Thursday, April 1, 2010

World's largest experiment set to go off with a Big Bang.

An international team of over 2,000 scientists, led by Professor Tejinder Virdee from Imperial College London's Department of Physics is stepping up for the world's largest ever physics experiment, at CERN near Geneva, Switzerland.

It is the most ambitious and expensive civilian science experiment in history, using the biggest machine yet built.

The Large Hadron Collider is aiming to unlock the secrets of how the universe began. Scientists will use it to try to recreate the conditions that existed just a fraction of a second after the Big Bang — the birth of the universe — by smashing pieces of atoms together at high speed.

After almost two decades of planning and construction, the project in question will finally get under way.

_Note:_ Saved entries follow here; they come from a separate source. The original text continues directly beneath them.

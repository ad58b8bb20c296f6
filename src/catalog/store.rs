use serde::{Deserialize, Serialize};
use std::collections::{HashMap, HashSet};
use std::path::Path;
use thiserror::Error;

use crate::core::strain::KnownStrain;
use crate::matching::normalize::clean;

#[derive(Error, Debug)]
pub enum CatalogError {
    #[error("Failed to read catalog: {0}")]
    ReadError(#[from] std::io::Error),

    #[error("Failed to parse catalog: {0}")]
    ParseError(#[from] serde_json::Error),

    #[error("Duplicate strain name in catalog: {0}")]
    DuplicateStrain(String),
}

/// Catalog version for compatibility checking
pub const CATALOG_VERSION: &str = "1.0.0";

/// Serializable catalog format
#[derive(Debug, Clone, Serialize, Deserialize)]
pub struct CatalogData {
    pub version: String,
    pub created_at: String,
    pub strains: Vec<KnownStrain>,
}

/// The strain catalog with its lookup indexes.
///
/// Canonical names are unique by exact (unnormalized) string equality. The
/// alias index maps normalized alias spellings to canonical names; keys are
/// normalized here, at table-build time, so the matching core can treat the
/// invariant as given. The catalog is never mutated during classification.
#[derive(Debug, Default)]
pub struct StrainCatalog {
    /// All known strains, in catalog order
    strains: Vec<KnownStrain>,

    /// Exact canonical names, for the first classifier rule
    name_set: HashSet<String>,

    /// Index: normalized alias -> canonical name
    alias_to_canonical: HashMap<String, String>,
}

impl StrainCatalog {
    /// Create an empty catalog
    pub fn new() -> Self {
        Self::default()
    }

    /// Load the embedded default catalog
    pub fn load_embedded() -> Result<Self, CatalogError> {
        // Embedded at compile time; validated by build.rs
        const EMBEDDED_CATALOG: &str = include_str!("../../catalogs/strains.json");
        Self::from_json(EMBEDDED_CATALOG)
    }

    /// Load catalog from a JSON file
    pub fn load_from_file(path: &Path) -> Result<Self, CatalogError> {
        let content = std::fs::read_to_string(path)?;
        Self::from_json(&content)
    }

    /// Parse catalog from JSON string
    pub fn from_json(json: &str) -> Result<Self, CatalogError> {
        let data: CatalogData = serde_json::from_str(json)?;

        // Version check (warn but don't fail)
        if data.version != CATALOG_VERSION {
            tracing::warn!(
                expected = CATALOG_VERSION,
                found = %data.version,
                "catalog version mismatch"
            );
        }

        let mut catalog = Self::new();
        for strain in data.strains {
            catalog.add_strain(strain)?;
        }

        Ok(catalog)
    }

    /// Add a strain to the catalog.
    ///
    /// Alias keys are normalized on insert. An alias whose normalized form
    /// collides with an earlier entry keeps the earlier mapping.
    ///
    /// # Errors
    ///
    /// Returns [`CatalogError::DuplicateStrain`] if the canonical name is
    /// already present.
    pub fn add_strain(&mut self, strain: KnownStrain) -> Result<(), CatalogError> {
        if !self.name_set.insert(strain.name.clone()) {
            return Err(CatalogError::DuplicateStrain(strain.name));
        }

        for alias in &strain.aliases {
            let key = clean(alias);
            if key.is_empty() {
                tracing::warn!(alias = %alias, strain = %strain.name, "alias normalizes to empty, skipped");
                continue;
            }
            match self.alias_to_canonical.entry(key) {
                std::collections::hash_map::Entry::Occupied(existing) => {
                    tracing::warn!(
                        alias = %alias,
                        strain = %strain.name,
                        already_mapped_to = %existing.get(),
                        "alias collision, keeping earlier mapping"
                    );
                }
                std::collections::hash_map::Entry::Vacant(slot) => {
                    slot.insert(strain.name.clone());
                }
            }
        }

        self.strains.push(strain);
        Ok(())
    }

    /// Is this exact string a canonical name?
    pub fn contains_name(&self, name: &str) -> bool {
        self.name_set.contains(name)
    }

    /// Look up a label in the alias table.
    ///
    /// The lookup key is the label as given; alias keys are normalized, so
    /// only a label that already matches a normalized spelling resolves.
    pub fn resolve_alias(&self, label: &str) -> Option<&str> {
        self.alias_to_canonical.get(label).map(String::as_str)
    }

    /// Get a strain by its exact canonical name
    pub fn get(&self, name: &str) -> Option<&KnownStrain> {
        self.strains.iter().find(|s| s.name == name)
    }

    /// All strains in catalog order
    pub fn strains(&self) -> &[KnownStrain] {
        &self.strains
    }

    /// Export catalog to JSON
    pub fn to_json(&self) -> Result<String, CatalogError> {
        let data = CatalogData {
            version: CATALOG_VERSION.to_string(),
            created_at: chrono::Utc::now().to_rfc3339(),
            strains: self.strains.clone(),
        };
        Ok(serde_json::to_string_pretty(&data)?)
    }

    /// Number of strains in catalog
    pub fn len(&self) -> usize {
        self.strains.len()
    }

    /// Check if catalog is empty
    pub fn is_empty(&self) -> bool {
        self.strains.is_empty()
    }

    /// Number of alias entries in the index
    pub fn alias_count(&self) -> usize {
        self.alias_to_canonical.len()
    }
}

Some 10,000 scientists and engineers from 85 countries have been involved. In the years ahead it will recreate the high-energy conditions that existed one trillionth of a second after the Big Bang.

In doing so, it should solve many of the most enduring mysteries of the Universe.

Most experts believe the explosions created when the particles hit each other will reveal the basic building blocks of everything around us. There are some, however, who fear it could destroy the planet.

This massive experiment will create more than 15 million gigabytes of data every year — the equivalent of 21.4 million CDs. The scientists have had to design a new form of the internet to cope with the data.
Among the particles the scientists will hunt for is the Higgs boson, a cornerstone of modern physics that is thought to be responsible for giving every other particle a mass, or weight.

The temperatures produced by these collisions will be 100,000 times hotter than the centre of the sun and scientists believe this will be powerful enough to reveal the first particles that existed in the moments immediately after the birth of the universe.